**Provided records**
//! Tests for reward distribution
//!
//! Uses the sandbox host to observe dispatched commands, rolled loot tables
//! and given, dropped or queued items.

use bossfall_types::{ContributionCategory, MobId, ParticipantId};
use chrono::{DateTime, TimeDelta, Utc};

use super::*;
use crate::encounter::{
    CategoryRewards, EncounterDefinition, ExpireAction, ItemKind, ItemSpec, ProtectionSettings,
    RewardSettings, RewardTier,
};
use crate::sandbox::SandboxWorld;
use crate::tracker::{CategorySnapshots, Trackers};
use crate::world::{Actor, Announcement, Damager, Participant, WorldEvent};

fn now() -> DateTime<Utc> {
    DateTime::from_timestamp(1_700_000_000, 0).unwrap()
}

fn make_tier(rank: usize, multiplier: f64) -> RewardTier {
    RewardTier {
        rank,
        multiplier,
        commands: vec!["give {player} diamond 1".to_string()],
        loot_tables: Vec::new(),
        items: vec![ItemSpec {
            kind: ItemKind::Inventory,
            material: "gold_ingot".to_string(),
            id: None,
            amount: 4,
            display_name: None,
        }],
    }
}

fn make_definition(damage_tiers: Vec<RewardTier>) -> EncounterDefinition {
    EncounterDefinition::new("king", "SkeletonKing").with_rewards(RewardSettings {
        enabled: true,
        damage: Some(CategoryRewards {
            enabled: true,
            tiers: damage_tiers,
        }),
        ..RewardSettings::default()
    })
}

/// Damage snapshot where each (player, amount) hits in order; the last one
/// lands the killing blow.
fn damage_snapshots(hits: &[(&Participant, f64)]) -> CategorySnapshots {
    let boss = MobId::random();
    let mut trackers = Trackers::new();
    trackers.start_all(boss);
    for (player, amount) in hits {
        trackers.handle_event(&WorldEvent::DamageDealt {
            attacker: Damager::Direct(Actor::Player((*player).clone())),
            victim: Actor::Mob(boss),
            amount: *amount,
        });
    }
    trackers.snapshots(boss)
}

struct Fixture {
    host: SandboxWorld,
    pending: PendingRewardQueue,
    guard: PickupGuard,
}

impl Fixture {
    fn new() -> Self {
        Self {
            host: SandboxWorld::new(),
            pending: PendingRewardQueue::new(TimeDelta::zero()),
            guard: PickupGuard::new(),
        }
    }

    fn distribute(&mut self, def: &EncounterDefinition, snapshots: &CategorySnapshots) -> PayoutReport {
        let mut ctx = RewardCtx {
            host: &mut self.host,
            pending: &mut self.pending,
            guard: &mut self.guard,
            now: now(),
        };
        distribute_rewards(def, snapshots, &mut ctx)
    }
}

fn online(fixture: &mut Fixture, name: &str) -> Participant {
    let player = Participant::new(ParticipantId::random(), name);
    fixture.host.set_online(player.id, true);
    player
}

#[test]
fn test_top_ranks_paid_with_multipliers() {
    let mut fx = Fixture::new();
    let (alice, bob) = (online(&mut fx, "Alice"), online(&mut fx, "Bob"));
    let def = make_definition(vec![make_tier(1, 2.0), make_tier(2, 1.0)]);
    let snapshots = damage_snapshots(&[(&bob, 10.0), (&alice, 90.0)]);

    let report = fx.distribute(&def, &snapshots);

    assert_eq!(report.failures, 0);
    assert_eq!(fx.host.dispatched, vec!["give Alice diamond 1", "give Bob diamond 1"]);
    let given: Vec<_> = fx.host.given.iter().map(|(p, s)| (*p, s.amount)).collect();
    assert_eq!(given, vec![(alice.id, 8), (bob.id, 4)]);
}

#[test]
fn test_last_hit_multiplier_only_for_killer() {
    let mut fx = Fixture::new();
    let (alice, bob) = (online(&mut fx, "Alice"), online(&mut fx, "Bob"));
    let mut def = make_definition(vec![make_tier(1, 1.0), make_tier(2, 1.0)]);
    def.rewards.global_multiplier = 1.5;
    def.rewards.last_hit_multiplier = 2.0;
    // Bob lands the final blow from second place
    let snapshots = damage_snapshots(&[(&alice, 100.0), (&bob, 10.0)]);

    fx.distribute(&def, &snapshots);

    let given: Vec<_> = fx.host.given.iter().map(|(p, s)| (*p, s.amount)).collect();
    assert_eq!(given, vec![(alice.id, 6), (bob.id, 12)]);
}

#[test]
fn test_last_hit_ignored_outside_damage() {
    let bob = Participant::new(ParticipantId::random(), "Bob");
    let def = make_definition(Vec::new());
    let snapshots = damage_snapshots(&[(&bob, 10.0)]);
    let tier = make_tier(1, 1.0);
    let mut settings = def.rewards.clone();
    settings.last_hit_multiplier = 3.0;

    let damage = effective_multiplier(&settings, &tier, &snapshots.damage, bob.id);
    let mut as_tank = snapshots.damage.clone();
    as_tank.category = ContributionCategory::Tank;
    let tank = effective_multiplier(&settings, &tier, &as_tank, bob.id);

    assert_eq!(damage, 3.0);
    assert_eq!(tank, 1.0);
}

#[test]
fn test_item_amount_composes_tier_and_global_multipliers() {
    let (alice, bob) = (
        Participant::new(ParticipantId::random(), "Alice"),
        Participant::new(ParticipantId::random(), "Bob"),
    );
    let mut settings = make_definition(Vec::new()).rewards;
    settings.global_multiplier = 1.5;
    settings.last_hit_multiplier = 4.0;
    // Bob holds the last hit, Alice is paid without the bonus
    let snapshots = damage_snapshots(&[(&alice, 100.0), (&bob, 10.0)]);

    let multiplier = effective_multiplier(&settings, &make_tier(1, 2.0), &snapshots.damage, alice.id);
    assert_eq!(granted_amount(3, multiplier), 9);
}

#[test]
fn test_rank_beyond_ranking_pays_nobody() {
    let mut fx = Fixture::new();
    let alice = online(&mut fx, "Alice");
    let def = make_definition(vec![make_tier(1, 1.0), make_tier(2, 1.0), make_tier(3, 1.0)]);
    let snapshots = damage_snapshots(&[(&alice, 10.0)]);

    fx.distribute(&def, &snapshots);

    assert_eq!(fx.host.dispatched, vec!["give Alice diamond 1"]);
}

#[test]
fn test_offline_participant_is_queued() {
    let mut fx = Fixture::new();
    let carol = Participant::new(ParticipantId::random(), "Carol");
    let mut tier = make_tier(1, 1.0);
    tier.loot_tables = vec!["king_drops".to_string()];
    let def = make_definition(vec![tier]);
    let snapshots = damage_snapshots(&[(&carol, 50.0)]);

    let report = fx.distribute(&def, &snapshots);

    assert!(fx.host.dispatched.is_empty());
    assert!(fx.host.loot_rolls.is_empty(), "loot tables are never queued");
    assert!(fx.host.given.is_empty());
    assert_eq!(fx.pending.pending_count(carol.id), 2);
    let queued: Vec<_> = report.for_participant(carol.id).collect();
    assert!(matches!(queued[0], Payout::CommandQueued { command, .. } if command == "give Carol diamond 1"));
    assert!(matches!(queued[1], Payout::ItemQueued { item, .. } if item.amount == 4));
}

#[test]
fn test_unsanitizable_name_skips_whole_payout() {
    let mut fx = Fixture::new();
    let ghost = online(&mut fx, "§§§");
    let def = make_definition(vec![make_tier(1, 1.0)]);
    let snapshots = damage_snapshots(&[(&ghost, 50.0)]);

    let report = fx.distribute(&def, &snapshots);

    assert_eq!(report.failures, 1);
    assert!(report.payouts.is_empty());
    assert!(fx.host.given.is_empty());
}

#[test]
fn test_name_is_sanitized_in_commands() {
    let mut fx = Fixture::new();
    let sneaky = online(&mut fx, "Bob;op Bob");
    let def = make_definition(vec![make_tier(1, 1.0)]);
    let snapshots = damage_snapshots(&[(&sneaky, 50.0)]);

    fx.distribute(&def, &snapshots);

    assert_eq!(fx.host.dispatched, vec!["give BobopBob diamond 1"]);
}

#[test]
fn test_loot_table_multiplication() {
    let mut fx = Fixture::new();
    let alice = online(&mut fx, "Alice");
    let mut tier = make_tier(1, 2.6);
    tier.loot_tables = vec!["king.drops".to_string(), ";;".to_string()];
    let mut def = make_definition(vec![tier]);
    def.rewards.multiply_loot_tables = true;
    let snapshots = damage_snapshots(&[(&alice, 50.0)]);

    let report = fx.distribute(&def, &snapshots);

    assert_eq!(fx.host.loot_rolls.len(), 3);
    assert!(fx.host.loot_rolls.iter().all(|(t, p)| t == "king.drops" && p == "Alice"));
    assert_eq!(report.failures, 1, "empty table name is skipped");
}

#[test]
fn test_overflow_is_dropped_and_protected() {
    let mut fx = Fixture::new();
    let alice = online(&mut fx, "Alice");
    fx.host.set_capacity(alice.id, 1);
    let mut def = make_definition(vec![make_tier(1, 1.0)]);
    def.rewards.protection = ProtectionSettings {
        enabled: true,
        duration_secs: 60,
        expire_action: ExpireAction::Despawn,
    };
    let snapshots = damage_snapshots(&[(&alice, 50.0)]);

    fx.distribute(&def, &snapshots);

    assert_eq!(fx.host.given[0].1.amount, 1);
    let (drop_id, owner, stack) = fx.host.dropped[0].clone();
    assert_eq!(owner, alice.id);
    assert_eq!(stack.amount, 3);
    assert!(fx.guard.is_protected(drop_id));
}

#[test]
fn test_unknown_item_does_not_block_others() {
    let mut fx = Fixture::new();
    let alice = online(&mut fx, "Alice");
    let mut tier = make_tier(1, 1.0);
    tier.items.insert(
        0,
        ItemSpec {
            kind: ItemKind::ExternalId,
            material: "SWORD".to_string(),
            id: Some("NOPE".to_string()),
            amount: 1,
            display_name: None,
        },
    );
    let def = make_definition(vec![tier]);
    let snapshots = damage_snapshots(&[(&alice, 50.0)]);

    let report = fx.distribute(&def, &snapshots);

    assert_eq!(report.failures, 1);
    assert_eq!(fx.host.given.len(), 1);
    assert_eq!(fx.host.given[0].1.key, "GOLD_INGOT");
}

#[test]
fn test_ranking_broadcast_only_for_enabled_nonempty_categories() {
    let mut fx = Fixture::new();
    let alice = online(&mut fx, "Alice");
    let mut def = make_definition(vec![make_tier(1, 1.0)]);
    def.rewards.tank = Some(CategoryRewards {
        enabled: true,
        tiers: vec![make_tier(1, 1.0)],
    });
    let snapshots = damage_snapshots(&[(&alice, 30.0)]);

    fx.distribute(&def, &snapshots);

    let rankings: Vec<_> = fx
        .host
        .announcements
        .iter()
        .filter_map(|a| match a {
            Announcement::Ranking { category, lines, .. } => Some((*category, lines.len())),
            _ => None,
        })
        .collect();
    assert_eq!(rankings, vec![(ContributionCategory::Damage, 1)]);
}

#[test]
fn test_ranking_lines_capped_with_percent() {
    let players: Vec<Participant> = (0..12)
        .map(|i| Participant::new(ParticipantId::random(), format!("P{i}")))
        .collect();
    let hits: Vec<(&Participant, f64)> = players.iter().map(|p| (p, 10.0)).collect();
    let snapshots = damage_snapshots(&hits);

    let lines = ranking_lines(&snapshots.damage);

    assert_eq!(lines.len(), RANKING_DISPLAY_LIMIT);
    assert_eq!(lines[0].name, "P0");
    assert!((lines[0].percent - 100.0 / 12.0).abs() < 1e-9);
}

#[test]
fn test_disabled_rewards_do_nothing() {
    let mut fx = Fixture::new();
    let alice = online(&mut fx, "Alice");
    let mut def = make_definition(vec![make_tier(1, 1.0)]);
    def.rewards.enabled = false;
    let snapshots = damage_snapshots(&[(&alice, 30.0)]);

    let report = fx.distribute(&def, &snapshots);

    assert_eq!(report, PayoutReport::default());
    assert!(fx.host.announcements.is_empty());
}

#[test]
fn test_pending_delivery_blocks_unsafe_commands() {
    let mut host = SandboxWorld::new();
    let player = ParticipantId::random();
    let rewards = vec![
        PendingReward::Command {
            command: "give Carol diamond 1".to_string(),
        },
        PendingReward::Command {
            command: "give Carol diamond 1; op Carol".to_string(),
        },
        PendingReward::Item(PendingItem {
            kind: ItemKind::Inventory,
            material: "EMERALD".to_string(),
            external_id: None,
            amount: 3,
            display_name: None,
        }),
    ];

    let delivered = deliver_pending(player, rewards, &mut host);

    assert_eq!(delivered, 2);
    assert_eq!(host.dispatched, vec!["give Carol diamond 1"]);
    assert_eq!(host.given[0].1.amount, 3);
    assert_eq!(
        host.announcements,
        vec![Announcement::PendingDelivered {
            participant: player,
            count: 2
        }]
    );
}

**What to produce**
In the entries above, the lines between the one holding "effective_multiplier(&settings, &tier, &as_tank, bob.id);" and the one holding "let mut settings = make_definition(Vec::new()).rewards;", inclusive, are to be printed exactly as written, and those alone.

**The completed task**
    let tank = effective_multiplier(&settings, &tier, &as_tank, bob.id);

    assert_eq!(damage, 3.0);
    assert_eq!(tank, 1.0);
}

#[test]
fn test_item_amount_composes_tier_and_global_multipliers() {
    let (alice, bob) = (
        Participant::new(ParticipantId::random(), "Alice"),
        Participant::new(ParticipantId::random(), "Bob"),
    );
    let mut settings = make_definition(Vec::new()).rewards;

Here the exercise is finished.